Task objective >> Across the records below, report how many lines include the word "value", stating the number alone.

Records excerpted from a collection

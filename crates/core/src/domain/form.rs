use crate::domain::error::EstimateError;
use crate::domain::prediction::{
    Category, Condition, MarketDemand, PredictionInput, Seasonality, MAX_FEATURE_COUNT,
};
use rust_decimal::Decimal;
use serde::{Deserialize, Deserializer, Serialize};
use std::fmt;
use std::str::FromStr;

pub const DEFAULT_FEATURE_COUNT: u32 = 3;

/// The predict form as submitted. Selects that start unset are optional here, the base price
/// arrives as free text, and everything is checked by [`PredictionForm::validate_and_into_input`].
#[derive(Debug, Clone, PartialEq, Eq, Serialize, Deserialize)]
pub struct PredictionForm {
    #[serde(default)]
    pub product_name: String,
    #[serde(default, deserialize_with = "empty_as_none")]
    pub category: Option<Category>,
    #[serde(default = "default_feature_count")]
    pub feature_count: u32,
    #[serde(default)]
    pub condition: Condition,
    #[serde(default)]
    pub base_price: String,
    #[serde(default)]
    pub market_demand: MarketDemand,
    #[serde(default, deserialize_with = "empty_as_none")]
    pub seasonality: Option<Seasonality>,
}

impl Default for PredictionForm {
    fn default() -> Self {
        Self {
            product_name: String::new(),
            category: None,
            feature_count: DEFAULT_FEATURE_COUNT,
            condition: Condition::default(),
            base_price: String::new(),
            market_demand: MarketDemand::default(),
            seasonality: None,
        }
    }
}

impl PredictionForm {
    pub fn validate_and_into_input(self) -> Result<PredictionInput, EstimateError> {
        // Required fields are reported in form order.
        let product_name = self.product_name.trim();
        if product_name.is_empty() {
            return Err(EstimateError::MissingField {
                field: "product_name",
            });
        }
        let category = self
            .category
            .ok_or(EstimateError::MissingField { field: "category" })?;
        let raw_price = self.base_price.trim();
        if raw_price.is_empty() {
            return Err(EstimateError::MissingField {
                field: "base_price",
            });
        }
        let seasonality = self.seasonality.ok_or(EstimateError::MissingField {
            field: "seasonality",
        })?;

        let feature_count = u8::try_from(self.feature_count)
            .ok()
            .filter(|n| *n <= MAX_FEATURE_COUNT)
            .ok_or(EstimateError::FeatureCountOutOfRange {
                got: self.feature_count,
            })?;
        let base_price = parse_base_price(raw_price)?;

        PredictionInput::new(
            product_name,
            category,
            feature_count,
            self.condition,
            base_price,
            self.market_demand,
            seasonality,
        )
    }
}

/// Accepts plain (`"12.50"`) and scientific (`"1.25e1"`) notation. Digits beyond 28 decimal
/// places round away, so `"1e-30"` reads as zero just like its written-out form.
pub fn parse_base_price(raw: &str) -> Result<Decimal, EstimateError> {
    let trimmed = raw.trim();
    let non_numeric = || EstimateError::NonNumericBasePrice {
        raw: raw.to_string(),
    };

    // `Decimal::from_str` tolerates `_` separators; a typed price doesn't.
    if trimmed.contains('_') {
        return Err(non_numeric());
    }

    let (mantissa, exponent) = match trimmed.split_once(|c| c == 'e' || c == 'E') {
        Some((m, e)) => (m, e.parse::<i64>().map_err(|_| non_numeric())?),
        None => (trimmed, 0),
    };
    let mantissa = Decimal::from_str(mantissa).map_err(|_| non_numeric())?;
    if mantissa < Decimal::ZERO {
        return Err(EstimateError::BasePriceOutOfRange {
            raw: trimmed.to_string(),
        });
    }

    apply_exponent(mantissa, exponent).ok_or_else(|| EstimateError::BasePriceOutOfRange {
        raw: trimmed.to_string(),
    })
}

// `None` when the value is too large for `Decimal`.
fn apply_exponent(mantissa: Decimal, exponent: i64) -> Option<Decimal> {
    let mut value = mantissa;
    if exponent >= 0 {
        for _ in 0..exponent {
            if value.is_zero() {
                break;
            }
            value = value.checked_mul(Decimal::TEN)?;
        }
    } else {
        for _ in 0..exponent.unsigned_abs() {
            if value.is_zero() {
                break;
            }
            value /= Decimal::TEN;
        }
    }
    Some(value)
}

fn default_feature_count() -> u32 {
    DEFAULT_FEATURE_COUNT
}

// An unset select posts either nothing or "".
fn empty_as_none<'de, D, T>(deserializer: D) -> Result<Option<T>, D::Error>
where
    D: Deserializer<'de>,
    T: FromStr,
    T::Err: fmt::Display,
{
    let raw = Option::<String>::deserialize(deserializer)?;
    match raw.as_deref().map(str::trim) {
        None | Some("") => Ok(None),
        Some(s) => s.parse().map(Some).map_err(serde::de::Error::custom),
    }
}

Exercise response >> 7